The response must contain every line below in which "client" appears.
▬▬▬▬▬▬
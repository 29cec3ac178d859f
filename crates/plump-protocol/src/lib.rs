//! Upstream wire protocol for the Plump web bridge.
//!
//! The Plump game server speaks a small TCP protocol:
//!
//! ```text
//! server: <prompt text>\n          (one-time name prompt)
//! client: |<player name>\n         (handshake reply)
//! server: <len>,<payload>...       (length-prefixed JSON frames, forever)
//! client: <command>\n              (guesses and card plays)
//! ```
//!
//! This crate contains the pure, I/O-free pieces of that protocol:
//!
//! - [`FrameDecoder`]: the three-phase incremental parser that turns an
//!   arbitrarily fragmented byte stream into payload frames
//! - [`MessageDecoder`]: the same parser with JSON payload decoding on top
//! - [`Message`]: an opaque, validated JSON message from the server
//! - [`Command`]: an outbound command line
//!
//! Nothing here performs I/O; the gateway crate owns sockets and feeds
//! bytes in as they arrive.

pub mod command;
pub mod decoder;
pub mod error;
pub mod message;

pub use command::{handshake_reply, validate_player_name, Command};
pub use decoder::{
    DecodeEvent, Frame, FrameDecoder, MessageDecoder, Phase, DEFAULT_MAX_FRAME_LEN,
};
pub use error::ProtocolError;
pub use message::Message;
▬▬▬▬▬▬
EXERCISE RESULT:
//! client: |<player name>\n         (handshake reply)
//! client: <command>\n              (guesses and card plays)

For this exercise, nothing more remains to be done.